The band began to tour on headlining bills as well as on tour packages. In the fall of 2007, Lemuria went on their first European tour, followed by the release of 'Get Better' in 2008. They continued touring throughout the US as well as Puerto Rico, the UK, and Canada in 2008, and were featured on the Asian Man Records tour alongside The Queers, Bomb the Music Industry, and Andrew Jackson Jihad. Lemuria also became a regular at the Gainesville, Florida based festival, The Fest, playing for the first time in 2006 and continuing to play every year since. When asked about their touring schedule, members of the band often express an affinity for the lifestyle:

"We're on tour a lot. It's one of the reasons we do the band. It's an excuse to travel. You go to a different city every day and show people your art."

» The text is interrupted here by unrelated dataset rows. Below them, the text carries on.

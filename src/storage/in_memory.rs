//! In-memory repository for testing and development

use crate::config::QueryConfig;
use crate::core::entity::Entity;
use crate::core::error::{QueryError, StoreError};
use crate::core::executor::QueryExecutor;
use crate::core::query::{PagedResult, SearchQuery};
use crate::core::repository::Repository;
use crate::core::store::QueryableStore;
use async_trait::async_trait;
use std::collections::HashMap;
use std::sync::{Arc, RwLock};
use uuid::Uuid;

/// Populates one relation on a slice of entities
pub type IncludeLoader<T> = Arc<dyn Fn(&mut [T]) -> Result<(), StoreError> + Send + Sync>;

/// In-memory repository implementation
///
/// Entities live in a `HashMap`, so `list_all` has no inherent order; the
/// executor is responsible for every ordering guarantee. Relations are
/// registered per include path with [`with_include`](Self::with_include).
pub struct InMemoryRepository<T: Entity> {
    entities: Arc<RwLock<HashMap<Uuid, T>>>,
    includes: Arc<HashMap<String, IncludeLoader<T>>>,
    executor: QueryExecutor,
}

impl<T: Entity> InMemoryRepository<T> {
    /// Create an empty repository with the default query configuration
    pub fn new() -> Self {
        Self::with_config(QueryConfig::default())
    }

    pub fn with_config(config: QueryConfig) -> Self {
        Self {
            entities: Arc::new(RwLock::new(HashMap::new())),
            includes: Arc::new(HashMap::new()),
            executor: QueryExecutor::new(config),
        }
    }

    /// Register the loader for include path `path`
    ///
    /// Must be called before the repository is cloned or shared; clones
    /// created earlier keep their own relation table.
    pub fn with_include<F>(mut self, path: impl Into<String>, loader: F) -> Self
    where
        F: Fn(&mut [T]) -> Result<(), StoreError> + Send + Sync + 'static,
    {
        Arc::make_mut(&mut self.includes).insert(path.into(), Arc::new(loader));
        self
    }

    /// Include paths this repository can resolve
    pub fn include_paths(&self) -> Vec<&str> {
        let mut paths: Vec<&str> = self.includes.keys().map(String::as_str).collect();
        paths.sort_unstable();
        paths
    }

    /// Insert or replace entities without going through `create`
    pub fn seed(&self, items: impl IntoIterator<Item = T>) -> Result<(), StoreError> {
        let mut entities = self.write()?;
        for item in items {
            entities.insert(item.id(), item);
        }
        Ok(())
    }

    pub fn len(&self) -> Result<usize, StoreError> {
        Ok(self.read()?.len())
    }

    pub fn is_empty(&self) -> Result<bool, StoreError> {
        Ok(self.read()?.is_empty())
    }

    fn read(&self) -> Result<std::sync::RwLockReadGuard<'_, HashMap<Uuid, T>>, StoreError> {
        self.entities.read().map_err(|e| StoreError::LockPoisoned {
            entity_type: T::resource_name_singular().to_string(),
            message: e.to_string(),
        })
    }

    fn write(&self) -> Result<std::sync::RwLockWriteGuard<'_, HashMap<Uuid, T>>, StoreError> {
        self.entities.write().map_err(|e| StoreError::LockPoisoned {
            entity_type: T::resource_name_singular().to_string(),
            message: e.to_string(),
        })
    }
}

impl<T: Entity> Clone for InMemoryRepository<T> {
    fn clone(&self) -> Self {
        Self {
            entities: Arc::clone(&self.entities),
            includes: Arc::clone(&self.includes),
            executor: self.executor.clone(),
        }
    }
}

impl<T: Entity> Default for InMemoryRepository<T> {
    fn default() -> Self {
        Self::new()
    }
}

impl<T: Entity> QueryableStore<T> for InMemoryRepository<T> {
    fn list_all(&self) -> Result<Vec<T>, StoreError> {
        Ok(self.read()?.values().cloned().collect())
    }

    fn load_include(&self, entities: &mut [T], path: &str) -> Result<(), QueryError> {
        let loader = self
            .includes
            .get(path)
            .ok_or_else(|| QueryError::IncludeNotFound {
                entity_type: T::resource_name_singular().to_string(),
                path: path.to_string(),
            })?;

        loader(entities)?;
        Ok(())
    }
}

#[async_trait]
impl<T: Entity> Repository<T> for InMemoryRepository<T> {
    async fn create(&self, entity: T) -> Result<T, StoreError> {
        let mut entities = self.write()?;

        if entities.contains_key(&entity.id()) {
            return Err(StoreError::AlreadyExists {
                entity_type: T::resource_name_singular().to_string(),
                id: entity.id(),
            });
        }

        entities.insert(entity.id(), entity.clone());

        Ok(entity)
    }

    async fn get(&self, id: &Uuid) -> Result<Option<T>, StoreError> {
        Ok(self.read()?.get(id).cloned())
    }

    async fn list(&self) -> Result<Vec<T>, StoreError> {
        self.list_all()
    }

    async fn update(&self, id: &Uuid, entity: T) -> Result<T, StoreError> {
        let mut entities = self.write()?;

        if !entities.contains_key(id) {
            return Err(StoreError::NotFound {
                entity_type: T::resource_name_singular().to_string(),
                id: *id,
            });
        }

        entities.insert(*id, entity.clone());

        Ok(entity)
    }

    async fn delete(&self, id: &Uuid) -> Result<(), StoreError> {
        self.write()?.remove(id);

        Ok(())
    }

    async fn search(&self, query: &SearchQuery<T>) -> Result<PagedResult<T>, QueryError> {
        self.executor.execute(query, self)
    }
}
//! Core module containing the entity abstraction and the query engine

pub mod entity;
pub mod error;
pub mod executor;
pub mod field;
pub mod query;
pub mod repository;
pub mod service;
pub mod sort;
pub mod specification;
pub mod store;

pub use entity::Entity;
pub use error::{ErrorResponse, QueryError, StoreError};
pub use executor::QueryExecutor;
pub use field::{FieldAccessor, FieldRegistry, FieldValue, ToFieldValue};
pub use query::{PagedResult, SearchQuery};
pub use repository::Repository;
pub use service::EntityService;
pub use sort::{SortChain, SortDirection, SortDirective};
pub use specification::Specification;
pub use store::QueryableStore;
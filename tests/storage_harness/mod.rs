//! Shared test harness for repository testing
//!
//! Provides `TestArticle`, an entity whose registered fields cover every
//! scalar `FieldValue` variant, plus helpers for creating test data.
//!
//! # Usage
//!
//! From any integration test file in `tests/`:
//! ```rust,ignore
//! #[macro_use]
//! mod storage_harness;
//! use storage_harness::*;
//! ```

#![allow(dead_code)]

#[macro_use]
pub mod repository_tests;

use blogspec::core::field::FieldValue;
use blogspec::core::query::PagedResult;

// ---------------------------------------------------------------------------
// TestArticle: String, Integer, Float, Boolean, Uuid, DateTime and Null fields
// ---------------------------------------------------------------------------

blogspec::impl_entity!(
    TestArticle,
    "test_article",
    "test_articles",
    {
        title: String,
        category: String,
        rating: i64,
        score: f64,
        featured: bool,
        subtitle: Option<String>,
    }
);

// ---------------------------------------------------------------------------
// Helper functions
// ---------------------------------------------------------------------------

/// Create a `TestArticle` with a random ID and no subtitle
pub fn create_test_article(
    title: &str,
    category: &str,
    rating: i64,
    score: f64,
    featured: bool,
) -> TestArticle {
    TestArticle::new(
        title.to_string(),
        category.to_string(),
        rating,
        score,
        featured,
        None,
    )
}

/// Generate `n` articles with distinct ratings `0..n`.
///
/// Categories cycle through "A", "B", "C"; every third article is featured.
pub fn sample_batch(n: usize) -> Vec<TestArticle> {
    const CATEGORIES: [&str; 3] = ["A", "B", "C"];

    (0..n)
        .map(|i| {
            create_test_article(
                &format!("Article {:02}", i),
                CATEGORIES[i % CATEGORIES.len()],
                i as i64,
                (i as f64) * 1.5 + 0.5,
                i % 3 == 0,
            )
        })
        .collect()
}

// ---------------------------------------------------------------------------
// Assertion helpers
// ---------------------------------------------------------------------------

/// Ratings of a page, in page order
pub fn ratings(page: &PagedResult<TestArticle>) -> Vec<i64> {
    page.entities().iter().map(|a| a.rating).collect()
}

/// Assert the page's window, count and navigation flags in one go
pub fn assert_page(
    page: &PagedResult<TestArticle>,
    expected_ratings: &[i64],
    count: usize,
    has_next: bool,
    has_previous: bool,
) {
    assert_eq!(ratings(page), expected_ratings, "unexpected page contents");
    assert_eq!(page.count(), count, "unexpected total count");
    assert_eq!(page.has_next(), has_next, "unexpected has_next");
    assert_eq!(page.has_previous(), has_previous, "unexpected has_previous");
}

pub fn assert_field_value_string(fv: &FieldValue, expected: &str) {
    match fv {
        FieldValue::String(s) => assert_eq!(s, expected),
        other => panic!("Expected FieldValue::String(\"{}\"), got {:?}", expected, other),
    }
}

pub fn assert_field_value_integer(fv: &FieldValue, expected: i64) {
    match fv {
        FieldValue::Integer(i) => assert_eq!(*i, expected),
        other => panic!("Expected FieldValue::Integer({}), got {:?}", expected, other),
    }
}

In the fall of 2009, Alex and Sheena parted ways with Jason, who went on to concentrate on his other project, Failures' Union. Kyle Paton stepped in and the band continued to tour, though song writing became the responsibility more so of the duo of Kerns/Ozzella. The band continued to write and be active, and in April 2010 announced that they had signed to Bridge 9 Records. Signing to the Bridge 9 label, traditionally releasing albums for hardcore bands such as Agnostic Front and Slapshot, brought up many questions for both Lemuria as well as Bridge 9 as to the future of the two entities. In part, the connection to the label was due to a famous fan of Lemuria, Paramore's Hayley Williams, who had gone to see them play and connected the band with her then-boyfriend, Chad Gilbert, from New Found Glory, which had released an album on Bridge 9, according to an interview in Dying Scene.

=== 2010–2016 ===
In July, 2010, Lemuria made another big change and went in to record their debut full length for the label with J. Robbins in Baltimore, MD at Magpie Cage. However, during the mixing process of this recording session, bassist and Canadian citizen Kyle Paton ran into legal issues at the American border and as a result had to part ways with the band. In order to perform a show scheduled for later that week, Lemuria added the new bass player Max Gregor, who flew from Texas and began rehearsing in the studio. The lineup of Kerns/Ozzella/Gregor has continued to tour as well as write and record music since that time.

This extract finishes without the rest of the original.